WORK INSTRUCTION:
Reproduce the section of the listing that begins at the line containing "while let Some(node)" and finishes at the line containing "self.counters.restarts += 1;". Include both end lines and nothing beyond them.

AVAILABLE RECORDS:
--*--

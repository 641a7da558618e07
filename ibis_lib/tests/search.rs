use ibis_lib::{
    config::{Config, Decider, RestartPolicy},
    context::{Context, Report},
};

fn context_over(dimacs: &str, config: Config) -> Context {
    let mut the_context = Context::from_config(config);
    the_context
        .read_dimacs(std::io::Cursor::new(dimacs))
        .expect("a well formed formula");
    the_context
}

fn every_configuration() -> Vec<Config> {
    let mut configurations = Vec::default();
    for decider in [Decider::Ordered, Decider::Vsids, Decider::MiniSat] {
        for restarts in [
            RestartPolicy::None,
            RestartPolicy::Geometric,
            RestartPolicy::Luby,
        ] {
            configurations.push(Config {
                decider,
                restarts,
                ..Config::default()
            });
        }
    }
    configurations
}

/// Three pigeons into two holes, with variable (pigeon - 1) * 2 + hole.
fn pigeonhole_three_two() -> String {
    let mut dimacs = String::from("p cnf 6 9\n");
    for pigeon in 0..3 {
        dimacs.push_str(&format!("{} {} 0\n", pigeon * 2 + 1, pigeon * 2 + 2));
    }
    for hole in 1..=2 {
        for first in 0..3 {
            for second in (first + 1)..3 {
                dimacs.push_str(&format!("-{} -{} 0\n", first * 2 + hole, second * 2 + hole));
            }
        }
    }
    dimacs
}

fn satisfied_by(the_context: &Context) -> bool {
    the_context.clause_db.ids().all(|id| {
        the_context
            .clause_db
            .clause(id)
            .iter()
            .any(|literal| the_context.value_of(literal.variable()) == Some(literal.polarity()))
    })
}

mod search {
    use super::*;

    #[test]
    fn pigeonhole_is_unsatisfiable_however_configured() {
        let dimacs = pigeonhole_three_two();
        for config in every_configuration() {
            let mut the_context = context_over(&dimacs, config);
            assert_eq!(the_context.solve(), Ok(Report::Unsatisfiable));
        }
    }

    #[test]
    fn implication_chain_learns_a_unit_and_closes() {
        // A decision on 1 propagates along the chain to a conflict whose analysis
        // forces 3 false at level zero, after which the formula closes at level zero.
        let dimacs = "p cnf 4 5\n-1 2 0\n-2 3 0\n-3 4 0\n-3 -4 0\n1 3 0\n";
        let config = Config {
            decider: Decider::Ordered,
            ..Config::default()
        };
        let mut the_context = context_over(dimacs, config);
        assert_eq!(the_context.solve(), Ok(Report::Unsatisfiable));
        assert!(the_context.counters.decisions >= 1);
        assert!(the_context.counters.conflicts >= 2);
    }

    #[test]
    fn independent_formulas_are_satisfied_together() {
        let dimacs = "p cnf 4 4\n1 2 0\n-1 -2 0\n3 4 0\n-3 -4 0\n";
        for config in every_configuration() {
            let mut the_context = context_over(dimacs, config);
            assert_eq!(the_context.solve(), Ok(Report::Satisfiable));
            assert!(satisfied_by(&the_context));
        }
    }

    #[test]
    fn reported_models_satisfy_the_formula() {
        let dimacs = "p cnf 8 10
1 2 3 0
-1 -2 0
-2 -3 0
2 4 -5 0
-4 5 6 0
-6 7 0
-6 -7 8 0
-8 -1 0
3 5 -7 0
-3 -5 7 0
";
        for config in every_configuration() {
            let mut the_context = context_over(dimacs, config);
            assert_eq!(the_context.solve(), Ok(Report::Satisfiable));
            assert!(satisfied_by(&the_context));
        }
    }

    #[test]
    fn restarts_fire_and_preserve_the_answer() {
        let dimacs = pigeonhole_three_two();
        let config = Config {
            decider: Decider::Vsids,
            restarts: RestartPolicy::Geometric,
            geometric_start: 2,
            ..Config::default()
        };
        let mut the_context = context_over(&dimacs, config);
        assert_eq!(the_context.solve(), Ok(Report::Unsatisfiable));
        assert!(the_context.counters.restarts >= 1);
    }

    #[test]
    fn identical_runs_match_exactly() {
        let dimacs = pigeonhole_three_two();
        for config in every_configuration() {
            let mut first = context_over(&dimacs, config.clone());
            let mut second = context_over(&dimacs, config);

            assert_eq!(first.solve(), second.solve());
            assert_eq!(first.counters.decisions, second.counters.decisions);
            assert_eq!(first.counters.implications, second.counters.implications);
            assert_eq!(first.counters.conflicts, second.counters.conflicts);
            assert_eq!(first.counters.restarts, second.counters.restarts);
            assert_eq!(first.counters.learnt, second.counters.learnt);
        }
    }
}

--*--

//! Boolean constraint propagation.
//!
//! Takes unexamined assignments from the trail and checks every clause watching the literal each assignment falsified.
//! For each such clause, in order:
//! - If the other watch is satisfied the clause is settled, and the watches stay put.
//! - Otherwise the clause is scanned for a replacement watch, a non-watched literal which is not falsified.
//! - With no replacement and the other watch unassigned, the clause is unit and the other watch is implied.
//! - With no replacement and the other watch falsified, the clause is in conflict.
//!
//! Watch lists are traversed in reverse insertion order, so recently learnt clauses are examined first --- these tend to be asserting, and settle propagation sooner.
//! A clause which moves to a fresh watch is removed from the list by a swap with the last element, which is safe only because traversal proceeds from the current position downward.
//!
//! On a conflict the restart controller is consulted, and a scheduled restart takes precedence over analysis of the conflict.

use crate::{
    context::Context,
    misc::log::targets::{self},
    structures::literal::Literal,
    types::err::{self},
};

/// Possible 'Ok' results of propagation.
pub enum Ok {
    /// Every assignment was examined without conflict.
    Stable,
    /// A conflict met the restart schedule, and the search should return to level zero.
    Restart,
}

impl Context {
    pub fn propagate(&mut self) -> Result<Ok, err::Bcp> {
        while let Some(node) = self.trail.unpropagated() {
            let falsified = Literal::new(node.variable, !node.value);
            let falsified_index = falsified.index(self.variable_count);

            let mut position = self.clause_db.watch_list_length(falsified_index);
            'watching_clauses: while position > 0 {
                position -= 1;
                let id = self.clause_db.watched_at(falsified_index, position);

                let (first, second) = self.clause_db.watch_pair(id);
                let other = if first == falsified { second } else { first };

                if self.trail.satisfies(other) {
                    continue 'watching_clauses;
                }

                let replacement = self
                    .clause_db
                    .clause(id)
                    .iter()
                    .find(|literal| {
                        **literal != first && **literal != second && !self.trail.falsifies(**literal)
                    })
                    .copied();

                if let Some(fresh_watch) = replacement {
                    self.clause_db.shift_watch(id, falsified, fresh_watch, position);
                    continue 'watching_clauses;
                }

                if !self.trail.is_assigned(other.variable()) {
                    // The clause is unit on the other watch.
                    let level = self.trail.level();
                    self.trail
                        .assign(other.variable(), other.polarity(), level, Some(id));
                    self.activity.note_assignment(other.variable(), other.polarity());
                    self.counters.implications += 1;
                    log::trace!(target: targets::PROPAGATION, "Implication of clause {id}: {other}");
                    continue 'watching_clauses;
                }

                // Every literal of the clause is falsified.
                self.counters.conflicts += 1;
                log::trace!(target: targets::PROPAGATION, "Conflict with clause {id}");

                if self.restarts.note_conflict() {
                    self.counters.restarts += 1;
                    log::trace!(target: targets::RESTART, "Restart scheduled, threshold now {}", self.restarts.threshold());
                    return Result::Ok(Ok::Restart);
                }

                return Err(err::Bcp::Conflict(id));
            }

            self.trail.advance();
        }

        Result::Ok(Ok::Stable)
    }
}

--*--

EXERCISE RESULT:
        while let Some(node) = self.trail.unpropagated() {
            let falsified = Literal::new(node.variable, !node.value);
            let falsified_index = falsified.index(self.variable_count);

            let mut position = self.clause_db.watch_list_length(falsified_index);
            'watching_clauses: while position > 0 {
                position -= 1;
                let id = self.clause_db.watched_at(falsified_index, position);

                let (first, second) = self.clause_db.watch_pair(id);
                let other = if first == falsified { second } else { first };

                if self.trail.satisfies(other) {
                    continue 'watching_clauses;
                }

                let replacement = self
                    .clause_db
                    .clause(id)
                    .iter()
                    .find(|literal| {
                        **literal != first && **literal != second && !self.trail.falsifies(**literal)
                    })
                    .copied();

                if let Some(fresh_watch) = replacement {
                    self.clause_db.shift_watch(id, falsified, fresh_watch, position);
                    continue 'watching_clauses;
                }

                if !self.trail.is_assigned(other.variable()) {
                    // The clause is unit on the other watch.
                    let level = self.trail.level();
                    self.trail
                        .assign(other.variable(), other.polarity(), level, Some(id));
                    self.activity.note_assignment(other.variable(), other.polarity());
                    self.counters.implications += 1;
                    log::trace!(target: targets::PROPAGATION, "Implication of clause {id}: {other}");
                    continue 'watching_clauses;
                }

                // Every literal of the clause is falsified.
                self.counters.conflicts += 1;
                log::trace!(target: targets::PROPAGATION, "Conflict with clause {id}");

                if self.restarts.note_conflict() {
                    self.counters.restarts += 1;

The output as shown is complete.